╭─ GIVEN ENTRIES

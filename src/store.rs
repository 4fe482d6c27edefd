use anyhow::{anyhow, Context, Result};
use serde_yaml::{Mapping, Value};
use std::fs;
use std::path::{Path, PathBuf};
use tracing::{debug, info};

use crate::locales::{Locale, LocaleSet};
use crate::translations::TranslationRecord;

const DOCUMENT_MARKER: &str = "---\n";

#[derive(Debug, Clone, Copy, PartialEq, Eq)]
pub enum Change {
    Added,
    Updated,
    Unchanged,
}

#[derive(Debug, Clone, PartialEq, Eq)]
pub struct LocaleFileOutcome {
    pub locale: Locale,
    pub path: PathBuf,
    pub added: Vec<String>,
    pub updated: Vec<String>,
    pub unchanged: Vec<String>,
}

impl LocaleFileOutcome {
    fn new(locale: Locale, path: PathBuf) -> Self {
        Self {
            locale,
            path,
            added: Vec::new(),
            updated: Vec::new(),
            unchanged: Vec::new(),
        }
    }

    pub fn is_modified(&self) -> bool {
        !self.added.is_empty() || !self.updated.is_empty()
    }

    fn record(&mut self, key: &str, change: Change) {
        let bucket = match change {
            Change::Added => &mut self.added,
            Change::Updated => &mut self.updated,
            Change::Unchanged => &mut self.unchanged,
        };
        bucket.push(key.to_string());
    }
}

/// Directory of `<locale>.yml` files, each rooted at a mapping named after
/// its locale.
#[derive(Debug, Clone)]
pub struct LocaleStore {
    dir: PathBuf,
}

impl LocaleStore {
    pub fn new(dir: impl Into<PathBuf>) -> Self {
        Self { dir: dir.into() }
    }

    pub fn path_for(&self, locale: &Locale) -> PathBuf {
        self.dir.join(locale.file_name())
    }

    /// Writes every locale value of `batch` into its locale file.
    ///
    /// Locales that no record mentions are not touched. Files are only
    /// rewritten when a value changed, and only once every locale merged
    /// cleanly: a failing locale leaves all files as they were.
    ///
    /// Values are written verbatim. The last value of a filled template
    /// block usually ends in `\n` (the blank line separating blocks belongs
    /// to it) and that newline is stored as is.
    pub fn merge(
        &self,
        locales: &LocaleSet,
        batch: &[TranslationRecord],
    ) -> Result<Vec<LocaleFileOutcome>> {
        let mut staged = Vec::new();
        for locale in locales {
            let entries = batch
                .iter()
                .filter_map(|record| {
                    record
                        .get(locale.code())
                        .filter(|value| !value.is_empty())
                        .map(|value| (record.key.as_str(), value))
                })
                .collect::<Vec<_>>();
            if entries.is_empty() {
                continue;
            }

            let path = self.path_for(locale);
            let mut document = load_document(&path, locale)?;
            let root = locale_root(&mut document, locale, &path)?;
            let mut outcome = LocaleFileOutcome::new(locale.clone(), path.clone());
            for (key, value) in entries {
                let change = set_nested(root, key, value)
                    .with_context(|| format!("failed to update {}", path.display()))?;
                debug!(locale = %locale, key, ?change, "merged translation");
                outcome.record(key, change);
            }
            staged.push((document, outcome));
        }

        for (document, outcome) in &staged {
            if !outcome.is_modified() {
                continue;
            }
            save_document(&outcome.path, document)?;
            info!(
                path = %outcome.path.display(),
                added = outcome.added.len(),
                updated = outcome.updated.len(),
                "wrote locale file"
            );
        }
        Ok(staged.into_iter().map(|(_, outcome)| outcome).collect())
    }
}

fn load_document(path: &Path, locale: &Locale) -> Result<Value> {
    if !path.exists() {
        return Ok(empty_document(locale));
    }
    let content = fs::read_to_string(path)
        .with_context(|| format!("failed to read locale file: {}", path.display()))?;
    if content.trim().is_empty() {
        return Ok(empty_document(locale));
    }
    serde_yaml::from_str(&content)
        .with_context(|| format!("failed to parse locale file: {}", path.display()))
}

fn empty_document(locale: &Locale) -> Value {
    let mut root = Mapping::new();
    root.insert(
        Value::String(locale.code().to_string()),
        Value::Mapping(Mapping::new()),
    );
    Value::Mapping(root)
}

fn locale_root<'d>(document: &'d mut Value, locale: &Locale, path: &Path) -> Result<&'d mut Mapping> {
    let Value::Mapping(top) = document else {
        return Err(anyhow!(
            "locale file {} does not contain a mapping",
            path.display()
        ));
    };
    let slot = top
        .entry(Value::String(locale.code().to_string()))
        .or_insert(Value::Null);
    if slot.is_null() {
        *slot = Value::Mapping(Mapping::new());
    }
    match slot {
        Value::Mapping(root) => Ok(root),
        _ => Err(anyhow!(
            "locale file {} has a non-mapping '{}' root",
            path.display(),
            locale
        )),
    }
}

/// Sets `a.b.c` to `value` under `root`, creating `a` and `a.b` as needed.
pub(crate) fn set_nested(root: &mut Mapping, key: &str, value: &str) -> Result<Change> {
    let segments = key.split('.').collect::<Vec<_>>();
    if segments.iter().any(|segment| segment.is_empty()) {
        return Err(anyhow!("invalid translation key '{}' (empty segment)", key));
    }
    let (leaf, parents) = segments
        .split_last()
        .ok_or_else(|| anyhow!("translation key is empty"))?;

    let mut current = root;
    for (depth, segment) in parents.iter().enumerate() {
        let slot = key_for(current, segment);
        match current.get(&slot) {
            Some(Value::Mapping(_)) => {}
            None | Some(Value::Null) => {
                current.insert(slot.clone(), Value::Mapping(Mapping::new()));
            }
            Some(_) => {
                return Err(anyhow!(
                    "cannot add '{}': '{}' already holds a value",
                    key,
                    segments[..=depth].join(".")
                ));
            }
        }
        current = match current.get_mut(&slot) {
            Some(Value::Mapping(child)) => child,
            _ => return Err(anyhow!("failed to descend into '{}'", segment)),
        };
    }

    let slot = key_for(current, leaf);
    let new_value = Value::String(value.to_string());
    let change = match current.get(&slot) {
        Some(existing) if *existing == new_value => return Ok(Change::Unchanged),
        Some(Value::Mapping(_)) => {
            return Err(anyhow!(
                "cannot set '{}': it already holds nested keys",
                key
            ));
        }
        Some(_) => Change::Updated,
        None => Change::Added,
    };
    current.insert(slot, new_value);
    Ok(change)
}

/// Existing key of `map` spelled `segment`, or a new string key.
///
/// YAML loads `404:` or `true:` as non-string keys; they still match the
/// dotted segment that spells them.
fn key_for(map: &Mapping, segment: &str) -> Value {
    if map.contains_key(segment) {
        return Value::String(segment.to_string());
    }
    map.keys()
        .find(|key| match key {
            Value::Number(number) => number.to_string() == segment,
            Value::Bool(flag) => flag.to_string() == segment,
            _ => false,
        })
        .cloned()
        .unwrap_or_else(|| Value::String(segment.to_string()))
}

fn save_document(path: &Path, document: &Value) -> Result<()> {
    if let Some(dir) = path.parent() {
        fs::create_dir_all(dir)
            .with_context(|| format!("failed to create locale dir: {}", dir.display()))?;
    }
    let body = serde_yaml::to_string(document)
        .with_context(|| format!("failed to serialize locale file: {}", path.display()))?;
    let mut content = String::from(DOCUMENT_MARKER);
    content.push_str(body.strip_prefix(DOCUMENT_MARKER).unwrap_or(&body));
    fs::write(path, content)
        .with_context(|| format!("failed to write locale file: {}", path.display()))
}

╰─

• WHAT NEEDS TO BE DONE: Tally the lines of the listing that include "code". Reply with nothing but the count.

• RESPONSE BELOW: 3